■ Work item ■
Each line starting at the one that contains "self.event_tx.send(GameEvent::Board(event))?;" and ending at the one that contains "engine was thinking." must be returned exactly, and the rest of the listing is left out.

[Input data Boundary: Start]

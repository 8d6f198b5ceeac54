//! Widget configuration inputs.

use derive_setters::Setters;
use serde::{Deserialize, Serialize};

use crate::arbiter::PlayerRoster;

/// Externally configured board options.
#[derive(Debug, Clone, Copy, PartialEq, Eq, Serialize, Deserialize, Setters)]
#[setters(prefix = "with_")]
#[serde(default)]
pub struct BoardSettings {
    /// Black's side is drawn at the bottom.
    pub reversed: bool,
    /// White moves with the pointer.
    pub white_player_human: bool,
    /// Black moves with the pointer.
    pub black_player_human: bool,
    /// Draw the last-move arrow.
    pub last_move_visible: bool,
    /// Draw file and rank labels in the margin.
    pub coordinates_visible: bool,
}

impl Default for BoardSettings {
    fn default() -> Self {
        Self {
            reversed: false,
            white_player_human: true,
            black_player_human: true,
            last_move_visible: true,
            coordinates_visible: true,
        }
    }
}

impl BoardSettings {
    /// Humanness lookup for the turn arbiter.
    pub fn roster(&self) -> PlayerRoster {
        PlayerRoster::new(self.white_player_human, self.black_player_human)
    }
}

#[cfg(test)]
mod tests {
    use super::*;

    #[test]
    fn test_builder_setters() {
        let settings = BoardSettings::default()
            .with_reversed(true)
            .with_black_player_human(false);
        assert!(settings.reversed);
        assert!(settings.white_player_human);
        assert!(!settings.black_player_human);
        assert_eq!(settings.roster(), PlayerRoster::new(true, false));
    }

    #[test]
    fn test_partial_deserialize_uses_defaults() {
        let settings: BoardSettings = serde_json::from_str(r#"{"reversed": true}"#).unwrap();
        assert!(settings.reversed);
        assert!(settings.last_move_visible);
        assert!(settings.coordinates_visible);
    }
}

[Input data Boundary: End]
[Input data Boundary: Start]

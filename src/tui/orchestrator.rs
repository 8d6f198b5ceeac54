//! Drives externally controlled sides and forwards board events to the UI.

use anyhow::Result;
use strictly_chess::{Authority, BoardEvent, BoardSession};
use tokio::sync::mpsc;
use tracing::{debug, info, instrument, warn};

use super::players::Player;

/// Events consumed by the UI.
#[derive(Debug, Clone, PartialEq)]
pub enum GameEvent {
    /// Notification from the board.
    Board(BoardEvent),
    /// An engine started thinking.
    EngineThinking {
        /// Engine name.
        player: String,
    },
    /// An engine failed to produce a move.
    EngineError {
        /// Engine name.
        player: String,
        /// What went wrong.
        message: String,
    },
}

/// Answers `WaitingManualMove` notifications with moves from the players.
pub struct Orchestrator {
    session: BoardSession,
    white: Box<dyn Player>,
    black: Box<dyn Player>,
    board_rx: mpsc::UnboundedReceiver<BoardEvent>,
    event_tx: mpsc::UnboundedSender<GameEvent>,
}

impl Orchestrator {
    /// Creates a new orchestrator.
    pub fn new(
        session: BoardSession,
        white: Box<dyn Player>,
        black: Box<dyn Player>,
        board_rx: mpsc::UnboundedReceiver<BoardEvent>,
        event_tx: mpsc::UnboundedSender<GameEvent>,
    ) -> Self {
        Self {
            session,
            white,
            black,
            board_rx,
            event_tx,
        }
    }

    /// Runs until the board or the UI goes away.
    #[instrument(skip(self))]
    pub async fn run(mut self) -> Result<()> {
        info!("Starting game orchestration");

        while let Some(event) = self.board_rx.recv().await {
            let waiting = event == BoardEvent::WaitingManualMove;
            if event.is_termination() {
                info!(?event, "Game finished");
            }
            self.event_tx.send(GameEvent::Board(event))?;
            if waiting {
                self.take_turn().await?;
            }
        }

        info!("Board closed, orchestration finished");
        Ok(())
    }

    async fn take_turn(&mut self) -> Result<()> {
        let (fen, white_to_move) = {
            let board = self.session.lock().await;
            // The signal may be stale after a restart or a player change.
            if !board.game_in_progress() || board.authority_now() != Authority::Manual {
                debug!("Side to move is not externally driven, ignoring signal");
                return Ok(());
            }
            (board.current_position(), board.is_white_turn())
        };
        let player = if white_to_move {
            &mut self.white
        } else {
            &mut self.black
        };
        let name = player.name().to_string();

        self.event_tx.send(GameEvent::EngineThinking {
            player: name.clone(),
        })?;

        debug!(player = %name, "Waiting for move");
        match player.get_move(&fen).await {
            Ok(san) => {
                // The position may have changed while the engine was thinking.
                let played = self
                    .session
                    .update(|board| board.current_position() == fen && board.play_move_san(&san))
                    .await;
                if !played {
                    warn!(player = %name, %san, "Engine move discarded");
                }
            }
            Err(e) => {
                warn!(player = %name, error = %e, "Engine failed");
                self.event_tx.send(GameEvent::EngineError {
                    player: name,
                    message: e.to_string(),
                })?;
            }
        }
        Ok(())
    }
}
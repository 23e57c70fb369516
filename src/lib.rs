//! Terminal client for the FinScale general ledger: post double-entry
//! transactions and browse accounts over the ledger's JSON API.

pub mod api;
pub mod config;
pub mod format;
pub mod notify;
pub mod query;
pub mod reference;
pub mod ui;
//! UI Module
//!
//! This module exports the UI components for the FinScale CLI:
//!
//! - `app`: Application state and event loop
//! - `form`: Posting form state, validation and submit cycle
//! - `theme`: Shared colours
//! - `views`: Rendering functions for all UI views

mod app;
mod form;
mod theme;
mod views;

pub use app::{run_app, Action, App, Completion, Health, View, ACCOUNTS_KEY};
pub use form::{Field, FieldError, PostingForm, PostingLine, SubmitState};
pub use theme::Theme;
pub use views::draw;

[Input data Boundary: End]

■ Exercise output ■
            self.event_tx.send(GameEvent::Board(event))?;
            if waiting {
                self.take_turn().await?;
            }
        }

        info!("Board closed, orchestration finished");
        Ok(())
    }

    async fn take_turn(&mut self) -> Result<()> {
        let (fen, white_to_move) = {
            let board = self.session.lock().await;
            // The signal may be stale after a restart or a player change.
            if !board.game_in_progress() || board.authority_now() != Authority::Manual {
                debug!("Side to move is not externally driven, ignoring signal");
                return Ok(());
            }
            (board.current_position(), board.is_white_turn())
        };
        let player = if white_to_move {
            &mut self.white
        } else {
            &mut self.black
        };
        let name = player.name().to_string();

        self.event_tx.send(GameEvent::EngineThinking {
            player: name.clone(),
        })?;

        debug!(player = %name, "Waiting for move");
        match player.get_move(&fen).await {
            Ok(san) => {
                // The position may have changed while the engine was thinking.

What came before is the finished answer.